WORK REQUEST:
Your reply should contain every record, restated word for word.

(RECORDS SHOWN begins)

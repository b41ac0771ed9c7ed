//! Incremental generation on top of the VM's pull convention.
//!
//! The VM has no end-of-stream signal. Each call to the generate entry point
//! returns one envelope, and the stream is over when `out` equals
//! [`GEN_END`]. The VM, not the host, owns generation progress: dropping a
//! [`Generation`] early leaves the VM wherever it was, and a new
//! [`Generation`] for the same path picks up from that point.

use crate::response::Response;
use crate::runtime::Runtime;
use crate::Result;
use futures::stream::{self, Stream};
use tracing::debug;

/// Two-state machine driven by the content of each envelope.
#[derive(Debug, Clone, Copy, PartialEq, Eq)]
pub enum GenerationState {
    Active,
    Exhausted,
}

impl GenerationState {
    /// Feed one pulled envelope through the machine.
    ///
    /// Returns the envelope if it should be yielded. The stop sentinel is
    /// never yielded. A failed envelope is yielded and ends the sequence, since
    /// it carries nothing to continue from.
    pub fn advance(&mut self, response: Response) -> Option<Response> {
        match self {
            GenerationState::Exhausted => None,
            GenerationState::Active if response.is_generation_end() => {
                *self = GenerationState::Exhausted;
                None
            }
            GenerationState::Active => {
                if !response.success {
                    *self = GenerationState::Exhausted;
                }
                Some(response)
            }
        }
    }
}

/// A lazy, single-pass sequence of generated envelopes.
///
/// Created by [`Runtime::generate`]. Each pull takes the call lock for the
/// duration of one VM call.
pub struct Generation<'rt> {
    runtime: &'rt Runtime,
    path: String,
    state: GenerationState,
    pulled: usize,
}

impl<'rt> Generation<'rt> {
    pub(crate) fn new(runtime: &'rt Runtime, path: impl Into<String>) -> Self {
        Self {
            runtime,
            path: path.into(),
            state: GenerationState::Active,
            pulled: 0,
        }
    }

    pub fn path(&self) -> &str {
        &self.path
    }

    pub fn state(&self) -> GenerationState {
        self.state
    }

    pub fn is_exhausted(&self) -> bool {
        self.state == GenerationState::Exhausted
    }

    /// Pull the next envelope. `None` once the sequence has ended.
    ///
    /// An error also ends the sequence.
    pub async fn next(&mut self) -> Option<Result<Response>> {
        if self.is_exhausted() {
            return None;
        }

        match self.runtime.generate_step(&self.path).await {
            Ok(response) => {
                self.pulled += 1;
                let item = self.state.advance(response);
                if item.is_none() {
                    debug!(path = %self.path, pulls = self.pulled, "Generation exhausted");
                }
                item.map(Ok)
            }
            Err(e) => {
                self.state = GenerationState::Exhausted;
                Some(Err(e))
            }
        }
    }

    /// Drain the remaining envelopes.
    pub async fn collect(mut self) -> Result<Vec<Response>> {
        let mut out = Vec::new();
        while let Some(item) = self.next().await {
            out.push(item?);
        }
        Ok(out)
    }

    /// Adapt into a [`Stream`].
    pub fn into_stream(self) -> impl Stream<Item = Result<Response>> + 'rt {
        stream::unfold(self, |mut generation| async move {
            generation.next().await.map(|item| (item, generation))
        })
    }
}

(RECORDS SHOWN ends)

ANSWER SPACE:
repository b41ac0771ed9c7ed
//! Incremental generation on top of the VM's pull convention.
//!
//! The VM has no end-of-stream signal. Each call to the generate entry point
//! returns one envelope, and the stream is over when `out` equals
//! [`GEN_END`]. The VM, not the host, owns generation progress: dropping a
//! [`Generation`] early leaves the VM wherever it was, and a new
//! [`Generation`] for the same path picks up from that point.

use crate::response::Response;
use crate::runtime::Runtime;
use crate::Result;
use futures::stream::{self, Stream};
use tracing::debug;

/// Two-state machine driven by the content of each envelope.
#[derive(Debug, Clone, Copy, PartialEq, Eq)]
pub enum GenerationState {
    Active,
    Exhausted,
}

impl GenerationState {
    /// Feed one pulled envelope through the machine.
    ///
    /// Returns the envelope if it should be yielded. The stop sentinel is
    /// never yielded. A failed envelope is yielded and ends the sequence, since
    /// it carries nothing to continue from.
    pub fn advance(&mut self, response: Response) -> Option<Response> {
        match self {
            GenerationState::Exhausted => None,
            GenerationState::Active if response.is_generation_end() => {
                *self = GenerationState::Exhausted;
                None
            }
            GenerationState::Active => {
                if !response.success {
                    *self = GenerationState::Exhausted;
                }
                Some(response)
            }
        }
    }
}

/// A lazy, single-pass sequence of generated envelopes.
///
/// Created by [`Runtime::generate`]. Each pull takes the call lock for the
/// duration of one VM call.
pub struct Generation<'rt> {
    runtime: &'rt Runtime,
    path: String,
    state: GenerationState,
    pulled: usize,
}

impl<'rt> Generation<'rt> {
    pub(crate) fn new(runtime: &'rt Runtime, path: impl Into<String>) -> Self {
        Self {
            runtime,
            path: path.into(),
            state: GenerationState::Active,
            pulled: 0,
        }
    }

    pub fn path(&self) -> &str {
        &self.path
    }

    pub fn state(&self) -> GenerationState {
        self.state
    }

    pub fn is_exhausted(&self) -> bool {
        self.state == GenerationState::Exhausted
    }

    /// Pull the next envelope. `None` once the sequence has ended.
    ///
    /// An error also ends the sequence.
    pub async fn next(&mut self) -> Option<Result<Response>> {
        if self.is_exhausted() {
            return None;
        }

        match self.runtime.generate_step(&self.path).await {
            Ok(response) => {
                self.pulled += 1;
                let item = self.state.advance(response);
                if item.is_none() {
                    debug!(path = %self.path, pulls = self.pulled, "Generation exhausted");
                }
                item.map(Ok)
            }
            Err(e) => {
                self.state = GenerationState::Exhausted;
                Some(Err(e))
            }
        }
    }

    /// Drain the remaining envelopes.
    pub async fn collect(mut self) -> Result<Vec<Response>> {
        let mut out = Vec::new();
        while let Some(item) = self.next().await {
            out.push(item?);
        }
        Ok(out)
    }

    /// Adapt into a [`Stream`].
    pub fn into_stream(self) -> impl Stream<Item = Result<Response>> + 'rt {
        stream::unfold(self, |mut generation| async move {
            generation.next().await.map(|item| (item, generation))
        })
    }
}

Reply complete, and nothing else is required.